Input material —
↓↓↓

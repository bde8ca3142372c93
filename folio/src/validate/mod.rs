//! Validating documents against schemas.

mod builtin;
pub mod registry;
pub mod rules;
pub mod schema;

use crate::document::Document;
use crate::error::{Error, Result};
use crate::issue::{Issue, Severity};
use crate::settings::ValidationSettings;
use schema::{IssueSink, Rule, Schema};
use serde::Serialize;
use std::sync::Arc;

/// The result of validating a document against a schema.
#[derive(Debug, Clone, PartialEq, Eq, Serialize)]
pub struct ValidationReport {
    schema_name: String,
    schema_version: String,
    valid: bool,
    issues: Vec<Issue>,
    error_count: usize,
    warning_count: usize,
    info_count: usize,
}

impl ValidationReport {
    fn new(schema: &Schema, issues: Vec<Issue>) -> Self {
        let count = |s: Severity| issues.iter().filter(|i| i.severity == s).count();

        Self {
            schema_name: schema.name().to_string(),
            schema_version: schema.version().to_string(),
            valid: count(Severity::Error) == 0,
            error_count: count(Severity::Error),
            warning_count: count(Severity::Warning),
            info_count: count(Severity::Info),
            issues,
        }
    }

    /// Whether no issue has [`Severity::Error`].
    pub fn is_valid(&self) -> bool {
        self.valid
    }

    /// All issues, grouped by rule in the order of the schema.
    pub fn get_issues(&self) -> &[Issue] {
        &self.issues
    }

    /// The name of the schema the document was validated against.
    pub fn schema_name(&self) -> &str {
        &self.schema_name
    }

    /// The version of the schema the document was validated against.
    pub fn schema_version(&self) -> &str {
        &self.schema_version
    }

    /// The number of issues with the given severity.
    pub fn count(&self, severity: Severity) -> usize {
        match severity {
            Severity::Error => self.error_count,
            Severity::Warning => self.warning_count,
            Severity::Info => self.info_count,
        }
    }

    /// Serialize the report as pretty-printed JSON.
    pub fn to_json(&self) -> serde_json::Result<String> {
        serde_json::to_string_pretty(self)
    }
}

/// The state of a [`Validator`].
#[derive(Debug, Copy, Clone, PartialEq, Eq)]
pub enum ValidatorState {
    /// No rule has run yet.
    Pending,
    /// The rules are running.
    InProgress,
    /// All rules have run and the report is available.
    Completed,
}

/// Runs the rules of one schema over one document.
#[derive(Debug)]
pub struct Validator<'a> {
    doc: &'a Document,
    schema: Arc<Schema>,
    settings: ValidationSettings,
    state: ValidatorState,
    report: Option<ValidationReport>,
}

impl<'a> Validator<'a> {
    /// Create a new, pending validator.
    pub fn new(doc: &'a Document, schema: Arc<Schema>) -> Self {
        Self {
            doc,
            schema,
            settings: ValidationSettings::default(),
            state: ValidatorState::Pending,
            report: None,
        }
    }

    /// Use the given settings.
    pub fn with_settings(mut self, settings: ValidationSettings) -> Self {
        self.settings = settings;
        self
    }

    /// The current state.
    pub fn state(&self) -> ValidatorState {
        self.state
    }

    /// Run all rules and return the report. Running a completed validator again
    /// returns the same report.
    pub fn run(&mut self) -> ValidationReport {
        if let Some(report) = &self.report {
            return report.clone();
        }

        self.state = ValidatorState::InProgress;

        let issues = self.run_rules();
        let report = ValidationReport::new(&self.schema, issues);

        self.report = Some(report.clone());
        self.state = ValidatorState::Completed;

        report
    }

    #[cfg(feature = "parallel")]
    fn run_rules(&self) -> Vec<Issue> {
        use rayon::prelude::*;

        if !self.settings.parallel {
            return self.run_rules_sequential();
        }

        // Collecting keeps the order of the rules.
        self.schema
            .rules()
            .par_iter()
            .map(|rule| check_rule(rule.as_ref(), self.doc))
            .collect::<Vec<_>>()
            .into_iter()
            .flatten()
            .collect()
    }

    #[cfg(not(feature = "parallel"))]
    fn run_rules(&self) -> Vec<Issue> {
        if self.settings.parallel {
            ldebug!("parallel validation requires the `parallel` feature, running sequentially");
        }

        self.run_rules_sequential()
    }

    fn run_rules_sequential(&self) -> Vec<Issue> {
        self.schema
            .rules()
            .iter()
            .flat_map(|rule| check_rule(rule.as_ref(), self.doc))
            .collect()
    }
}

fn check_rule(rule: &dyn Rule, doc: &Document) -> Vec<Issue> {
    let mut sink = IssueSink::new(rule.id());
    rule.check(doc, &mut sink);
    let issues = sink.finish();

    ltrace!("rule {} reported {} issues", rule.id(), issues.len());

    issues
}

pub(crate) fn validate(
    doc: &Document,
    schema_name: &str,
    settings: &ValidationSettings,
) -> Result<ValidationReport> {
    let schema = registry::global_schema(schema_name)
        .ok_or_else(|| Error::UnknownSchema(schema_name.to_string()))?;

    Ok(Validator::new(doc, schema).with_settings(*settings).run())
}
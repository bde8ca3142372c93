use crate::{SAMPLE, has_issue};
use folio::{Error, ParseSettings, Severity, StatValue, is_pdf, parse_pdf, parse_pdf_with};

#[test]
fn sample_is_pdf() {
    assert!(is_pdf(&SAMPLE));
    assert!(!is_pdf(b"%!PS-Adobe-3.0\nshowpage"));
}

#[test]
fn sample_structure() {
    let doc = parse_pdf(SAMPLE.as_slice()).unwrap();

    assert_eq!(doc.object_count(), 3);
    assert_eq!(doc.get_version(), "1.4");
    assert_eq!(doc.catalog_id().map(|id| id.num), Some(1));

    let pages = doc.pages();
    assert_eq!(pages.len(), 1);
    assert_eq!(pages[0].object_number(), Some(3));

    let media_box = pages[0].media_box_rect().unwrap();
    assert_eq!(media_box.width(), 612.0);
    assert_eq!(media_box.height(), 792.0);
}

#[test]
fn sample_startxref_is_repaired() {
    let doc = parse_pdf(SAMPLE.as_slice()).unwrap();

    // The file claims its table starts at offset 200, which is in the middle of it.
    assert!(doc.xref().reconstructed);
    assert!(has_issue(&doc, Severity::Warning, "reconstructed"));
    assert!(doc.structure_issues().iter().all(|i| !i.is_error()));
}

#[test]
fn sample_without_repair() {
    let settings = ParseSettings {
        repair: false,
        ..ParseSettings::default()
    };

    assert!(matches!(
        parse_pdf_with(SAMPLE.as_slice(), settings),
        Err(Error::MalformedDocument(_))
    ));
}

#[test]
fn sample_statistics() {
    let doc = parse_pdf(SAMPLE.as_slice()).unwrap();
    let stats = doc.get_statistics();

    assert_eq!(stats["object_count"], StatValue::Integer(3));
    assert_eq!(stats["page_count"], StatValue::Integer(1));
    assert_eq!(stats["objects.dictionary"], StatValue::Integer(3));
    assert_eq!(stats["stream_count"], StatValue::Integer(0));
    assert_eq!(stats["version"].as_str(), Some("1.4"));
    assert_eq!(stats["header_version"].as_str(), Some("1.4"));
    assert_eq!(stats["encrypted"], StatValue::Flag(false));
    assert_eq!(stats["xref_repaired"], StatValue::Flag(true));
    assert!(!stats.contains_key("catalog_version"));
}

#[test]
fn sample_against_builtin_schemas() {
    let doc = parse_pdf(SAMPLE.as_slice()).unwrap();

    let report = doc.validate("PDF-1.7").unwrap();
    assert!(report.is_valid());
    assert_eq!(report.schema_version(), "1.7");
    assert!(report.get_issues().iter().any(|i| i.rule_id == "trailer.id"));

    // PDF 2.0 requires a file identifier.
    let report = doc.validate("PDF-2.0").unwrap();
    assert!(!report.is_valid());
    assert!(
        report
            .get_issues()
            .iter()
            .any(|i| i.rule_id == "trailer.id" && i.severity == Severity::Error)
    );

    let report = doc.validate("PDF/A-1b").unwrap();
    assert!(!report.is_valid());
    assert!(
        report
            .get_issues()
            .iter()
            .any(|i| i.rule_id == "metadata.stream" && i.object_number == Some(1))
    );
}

↑↑↑
↓↓↓

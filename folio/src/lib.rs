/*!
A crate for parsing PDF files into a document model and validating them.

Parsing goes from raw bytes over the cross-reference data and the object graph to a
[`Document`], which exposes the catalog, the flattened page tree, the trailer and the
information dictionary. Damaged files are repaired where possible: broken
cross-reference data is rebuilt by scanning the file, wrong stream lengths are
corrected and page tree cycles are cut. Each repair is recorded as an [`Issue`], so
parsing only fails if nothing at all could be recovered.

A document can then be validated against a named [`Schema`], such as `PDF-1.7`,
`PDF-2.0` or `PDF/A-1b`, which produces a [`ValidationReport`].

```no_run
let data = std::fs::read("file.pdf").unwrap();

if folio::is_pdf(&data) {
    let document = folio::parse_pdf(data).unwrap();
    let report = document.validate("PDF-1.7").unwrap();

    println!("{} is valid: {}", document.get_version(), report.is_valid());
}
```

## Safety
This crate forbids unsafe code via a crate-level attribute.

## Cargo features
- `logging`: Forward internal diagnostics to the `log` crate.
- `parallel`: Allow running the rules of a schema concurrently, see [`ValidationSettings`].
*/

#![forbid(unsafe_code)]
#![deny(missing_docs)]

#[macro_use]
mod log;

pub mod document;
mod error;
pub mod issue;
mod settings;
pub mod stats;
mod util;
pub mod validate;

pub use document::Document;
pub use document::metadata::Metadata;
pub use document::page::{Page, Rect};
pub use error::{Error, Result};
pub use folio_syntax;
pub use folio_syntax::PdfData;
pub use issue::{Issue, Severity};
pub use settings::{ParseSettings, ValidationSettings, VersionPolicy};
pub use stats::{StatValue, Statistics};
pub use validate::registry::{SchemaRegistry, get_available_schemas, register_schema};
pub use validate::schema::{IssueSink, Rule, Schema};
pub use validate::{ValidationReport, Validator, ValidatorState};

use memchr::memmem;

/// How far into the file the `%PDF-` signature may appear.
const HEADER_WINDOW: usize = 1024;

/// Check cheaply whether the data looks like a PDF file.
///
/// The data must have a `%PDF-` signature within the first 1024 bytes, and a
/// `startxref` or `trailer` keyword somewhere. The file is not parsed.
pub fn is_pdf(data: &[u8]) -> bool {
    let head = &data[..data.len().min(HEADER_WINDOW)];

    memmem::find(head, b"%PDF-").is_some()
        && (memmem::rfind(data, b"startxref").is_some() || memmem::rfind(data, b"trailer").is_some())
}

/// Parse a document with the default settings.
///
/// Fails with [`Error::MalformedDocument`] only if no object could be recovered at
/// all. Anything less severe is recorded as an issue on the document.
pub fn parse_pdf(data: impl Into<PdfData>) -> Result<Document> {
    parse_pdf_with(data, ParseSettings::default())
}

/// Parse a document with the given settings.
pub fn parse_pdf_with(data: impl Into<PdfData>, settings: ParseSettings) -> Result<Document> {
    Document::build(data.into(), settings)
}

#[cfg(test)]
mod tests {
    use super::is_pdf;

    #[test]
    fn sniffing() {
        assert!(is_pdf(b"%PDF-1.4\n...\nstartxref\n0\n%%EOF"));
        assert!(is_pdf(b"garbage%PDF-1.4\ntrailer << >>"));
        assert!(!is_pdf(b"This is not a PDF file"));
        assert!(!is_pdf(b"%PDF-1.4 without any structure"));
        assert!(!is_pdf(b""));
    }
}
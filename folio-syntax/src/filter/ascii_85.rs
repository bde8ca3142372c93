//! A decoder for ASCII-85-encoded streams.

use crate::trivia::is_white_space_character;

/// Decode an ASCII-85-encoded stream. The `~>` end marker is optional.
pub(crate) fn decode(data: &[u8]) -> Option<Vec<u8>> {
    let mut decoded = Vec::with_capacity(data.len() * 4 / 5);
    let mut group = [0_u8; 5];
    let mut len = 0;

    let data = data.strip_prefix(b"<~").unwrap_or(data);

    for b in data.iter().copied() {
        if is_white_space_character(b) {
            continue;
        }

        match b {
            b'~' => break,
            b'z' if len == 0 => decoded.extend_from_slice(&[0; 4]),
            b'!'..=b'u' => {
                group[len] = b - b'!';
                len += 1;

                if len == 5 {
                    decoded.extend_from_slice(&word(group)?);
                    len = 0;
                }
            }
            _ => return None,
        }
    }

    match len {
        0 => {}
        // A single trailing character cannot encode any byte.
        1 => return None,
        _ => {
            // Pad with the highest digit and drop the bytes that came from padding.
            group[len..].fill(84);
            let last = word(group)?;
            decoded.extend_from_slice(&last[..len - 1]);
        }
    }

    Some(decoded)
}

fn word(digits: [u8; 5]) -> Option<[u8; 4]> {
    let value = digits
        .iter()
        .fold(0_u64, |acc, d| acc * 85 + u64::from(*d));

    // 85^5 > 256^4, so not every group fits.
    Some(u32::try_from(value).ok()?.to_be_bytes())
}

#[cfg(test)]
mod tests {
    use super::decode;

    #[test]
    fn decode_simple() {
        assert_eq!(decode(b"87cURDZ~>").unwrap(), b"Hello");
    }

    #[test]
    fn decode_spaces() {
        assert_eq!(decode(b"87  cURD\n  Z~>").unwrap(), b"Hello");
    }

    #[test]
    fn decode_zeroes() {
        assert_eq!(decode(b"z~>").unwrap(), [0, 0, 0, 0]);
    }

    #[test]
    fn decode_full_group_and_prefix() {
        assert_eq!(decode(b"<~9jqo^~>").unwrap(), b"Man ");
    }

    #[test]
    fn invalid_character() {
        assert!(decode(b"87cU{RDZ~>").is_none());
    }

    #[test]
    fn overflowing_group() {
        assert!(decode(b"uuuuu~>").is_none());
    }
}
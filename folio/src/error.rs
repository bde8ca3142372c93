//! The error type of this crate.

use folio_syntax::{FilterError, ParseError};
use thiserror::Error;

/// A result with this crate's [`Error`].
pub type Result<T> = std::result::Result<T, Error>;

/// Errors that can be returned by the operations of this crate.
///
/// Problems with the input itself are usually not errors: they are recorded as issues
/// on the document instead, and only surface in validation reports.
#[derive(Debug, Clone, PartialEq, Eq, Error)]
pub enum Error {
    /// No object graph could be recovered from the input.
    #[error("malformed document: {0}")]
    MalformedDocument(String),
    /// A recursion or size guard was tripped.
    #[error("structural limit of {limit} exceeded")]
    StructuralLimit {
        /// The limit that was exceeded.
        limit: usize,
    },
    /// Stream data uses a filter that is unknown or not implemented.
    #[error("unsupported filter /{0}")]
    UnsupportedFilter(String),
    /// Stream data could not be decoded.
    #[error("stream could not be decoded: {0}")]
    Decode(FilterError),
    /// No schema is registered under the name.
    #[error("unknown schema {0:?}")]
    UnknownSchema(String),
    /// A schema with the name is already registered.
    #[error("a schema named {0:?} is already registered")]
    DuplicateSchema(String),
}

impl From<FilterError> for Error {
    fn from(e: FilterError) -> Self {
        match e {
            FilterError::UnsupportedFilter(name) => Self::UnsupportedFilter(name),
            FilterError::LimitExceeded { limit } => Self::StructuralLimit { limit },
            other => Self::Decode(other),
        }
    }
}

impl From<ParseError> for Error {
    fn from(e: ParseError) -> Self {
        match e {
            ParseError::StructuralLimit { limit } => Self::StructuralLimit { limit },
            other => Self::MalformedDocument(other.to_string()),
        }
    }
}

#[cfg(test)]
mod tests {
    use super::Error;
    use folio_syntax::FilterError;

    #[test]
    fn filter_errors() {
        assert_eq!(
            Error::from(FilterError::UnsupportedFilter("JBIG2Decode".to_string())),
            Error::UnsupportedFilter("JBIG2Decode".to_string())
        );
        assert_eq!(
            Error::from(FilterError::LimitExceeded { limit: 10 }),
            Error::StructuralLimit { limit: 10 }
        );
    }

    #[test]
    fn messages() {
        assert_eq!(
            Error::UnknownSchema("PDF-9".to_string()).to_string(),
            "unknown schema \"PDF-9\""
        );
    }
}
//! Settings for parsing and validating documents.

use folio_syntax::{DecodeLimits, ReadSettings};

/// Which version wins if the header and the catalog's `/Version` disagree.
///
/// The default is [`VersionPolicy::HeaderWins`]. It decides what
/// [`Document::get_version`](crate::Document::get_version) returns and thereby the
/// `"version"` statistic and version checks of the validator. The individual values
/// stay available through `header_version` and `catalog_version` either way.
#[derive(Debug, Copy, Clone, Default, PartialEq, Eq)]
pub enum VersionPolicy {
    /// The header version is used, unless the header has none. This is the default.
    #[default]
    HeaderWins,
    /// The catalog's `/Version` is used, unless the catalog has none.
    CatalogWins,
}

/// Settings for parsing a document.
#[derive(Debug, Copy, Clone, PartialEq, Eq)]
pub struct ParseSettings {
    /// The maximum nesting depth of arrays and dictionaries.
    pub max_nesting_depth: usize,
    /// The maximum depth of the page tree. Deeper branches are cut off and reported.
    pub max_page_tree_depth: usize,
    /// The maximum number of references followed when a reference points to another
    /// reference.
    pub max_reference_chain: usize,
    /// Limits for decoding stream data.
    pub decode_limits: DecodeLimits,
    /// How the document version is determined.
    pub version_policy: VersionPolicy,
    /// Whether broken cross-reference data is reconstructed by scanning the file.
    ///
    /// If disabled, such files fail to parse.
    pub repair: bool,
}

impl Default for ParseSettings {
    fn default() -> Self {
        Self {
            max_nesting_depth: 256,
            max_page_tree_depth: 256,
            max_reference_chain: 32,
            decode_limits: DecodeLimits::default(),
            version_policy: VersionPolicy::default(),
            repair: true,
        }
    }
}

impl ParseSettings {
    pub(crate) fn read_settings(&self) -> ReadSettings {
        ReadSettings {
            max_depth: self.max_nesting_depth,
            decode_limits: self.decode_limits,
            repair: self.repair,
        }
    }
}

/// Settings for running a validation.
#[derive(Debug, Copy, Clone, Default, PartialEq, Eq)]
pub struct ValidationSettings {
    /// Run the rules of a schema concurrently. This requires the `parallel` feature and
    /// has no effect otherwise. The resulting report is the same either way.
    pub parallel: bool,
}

↑↑↑

What you have to do — Out of the entries above, write out only the lines between the line holding "that was exceeded." and the line holding "not be decoded.", inclusive, each exactly as given.

Answer box —
        /// The limit that was exceeded.
        limit: usize,
    },
    /// Stream data uses a filter that is unknown or not implemented.
    #[error("unsupported filter /{0}")]
    UnsupportedFilter(String),
    /// Stream data could not be decoded.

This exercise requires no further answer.